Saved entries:
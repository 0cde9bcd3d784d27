// ==========================================
// 劳动时间经济核算系统 - 社会核算仓储
// ==========================================
// 每个数据库仅一个社会核算实例，首次访问时创建
// ==========================================

use crate::domain::account::Account;
use crate::domain::types::AccountType;
use crate::domain::user::SocialAccounting;
use crate::repository::account_repo::insert_account;
use crate::repository::error::{RepositoryError, RepositoryResult};
use crate::repository::row_utils::get_uuid;
use rusqlite::{params, Connection, OptionalExtension};
use std::sync::{Arc, Mutex, MutexGuard};
use uuid::Uuid;

pub struct SocialAccountingRepository {
    conn: Arc<Mutex<Connection>>,
}

impl SocialAccountingRepository {
    pub fn new(conn: Arc<Mutex<Connection>>) -> Self {
        Self { conn }
    }

    fn get_conn(&self) -> RepositoryResult<MutexGuard<'_, Connection>> {
        self.conn
            .lock()
            .map_err(|e| RepositoryError::LockError(e.to_string()))
    }

    /// 获取社会核算实例，不存在则创建（账户与实体在同一事务内写入）
    pub fn get_or_create_social_accounting(&self) -> RepositoryResult<SocialAccounting> {
        let mut conn = self.get_conn()?;

        let existing = conn
            .query_row(
                "SELECT social_accounting_id, account_id FROM social_accounting LIMIT 1",
                [],
                |row| {
                    Ok(SocialAccounting {
                        id: get_uuid(row, 0)?,
                        account: get_uuid(row, 1)?,
                    })
                },
            )
            .optional()?;
        if let Some(social) = existing {
            return Ok(social);
        }

        let tx = conn
            .transaction()
            .map_err(|e| RepositoryError::DatabaseTransactionError(e.to_string()))?;
        let account = Account {
            id: Uuid::new_v4(),
            account_type: AccountType::Accounting,
        };
        insert_account(&tx, &account)?;
        let social = SocialAccounting {
            id: Uuid::new_v4(),
            account: account.id,
        };
        tx.execute(
            "INSERT INTO social_accounting (social_accounting_id, account_id) VALUES (?1, ?2)",
            params![social.id.to_string(), social.account.to_string()],
        )?;
        tx.commit()
            .map_err(|e| RepositoryError::DatabaseTransactionError(e.to_string()))?;

        tracing::info!(social_accounting_id = %social.id, "社会核算实例已创建");
        Ok(social)
    }
}

#[cfg(test)]
mod tests {
    use super::*;
    use crate::db::open_in_memory;

    #[test]
    fn test_单例() {
        let conn = Arc::new(Mutex::new(open_in_memory().unwrap()));
        let repo = SocialAccountingRepository::new(conn);
        let first = repo.get_or_create_social_accounting().unwrap();
        let second = repo.get_or_create_social_accounting().unwrap();
        assert_eq!(first, second);
    }
}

Try it:
Please restate every line of the records exactly.

Answer to the problem:
repository 0cde9bcd3d784d27
// ==========================================
// 劳动时间经济核算系统 - 社会核算仓储
// ==========================================
// 每个数据库仅一个社会核算实例，首次访问时创建
// ==========================================

use crate::domain::account::Account;
use crate::domain::types::AccountType;
use crate::domain::user::SocialAccounting;
use crate::repository::account_repo::insert_account;
use crate::repository::error::{RepositoryError, RepositoryResult};
use crate::repository::row_utils::get_uuid;
use rusqlite::{params, Connection, OptionalExtension};
use std::sync::{Arc, Mutex, MutexGuard};
use uuid::Uuid;

pub struct SocialAccountingRepository {
    conn: Arc<Mutex<Connection>>,
}

impl SocialAccountingRepository {
    pub fn new(conn: Arc<Mutex<Connection>>) -> Self {
        Self { conn }
    }

    fn get_conn(&self) -> RepositoryResult<MutexGuard<'_, Connection>> {
        self.conn
            .lock()
            .map_err(|e| RepositoryError::LockError(e.to_string()))
    }

    /// 获取社会核算实例，不存在则创建（账户与实体在同一事务内写入）
    pub fn get_or_create_social_accounting(&self) -> RepositoryResult<SocialAccounting> {
        let mut conn = self.get_conn()?;

        let existing = conn
            .query_row(
                "SELECT social_accounting_id, account_id FROM social_accounting LIMIT 1",
                [],
                |row| {
                    Ok(SocialAccounting {
                        id: get_uuid(row, 0)?,
                        account: get_uuid(row, 1)?,
                    })
                },
            )
            .optional()?;
        if let Some(social) = existing {
            return Ok(social);
        }

        let tx = conn
            .transaction()
            .map_err(|e| RepositoryError::DatabaseTransactionError(e.to_string()))?;
        let account = Account {
            id: Uuid::new_v4(),
            account_type: AccountType::Accounting,
        };
        insert_account(&tx, &account)?;
        let social = SocialAccounting {
            id: Uuid::new_v4(),
            account: account.id,
        };
        tx.execute(
            "INSERT INTO social_accounting (social_accounting_id, account_id) VALUES (?1, ?2)",
            params![social.id.to_string(), social.account.to_string()],
        )?;
        tx.commit()
            .map_err(|e| RepositoryError::DatabaseTransactionError(e.to_string()))?;

        tracing::info!(social_accounting_id = %social.id, "社会核算实例已创建");
        Ok(social)
    }
}

#[cfg(test)]
mod tests {
    use super::*;
    use crate::db::open_in_memory;

    #[test]
    fn test_单例() {
        let conn = Arc::new(Mutex::new(open_in_memory().unwrap()));
        let repo = SocialAccountingRepository::new(conn);
        let first = repo.get_or_create_social_accounting().unwrap();
        let second = repo.get_or_create_social_accounting().unwrap();
        assert_eq!(first, second);
    }
}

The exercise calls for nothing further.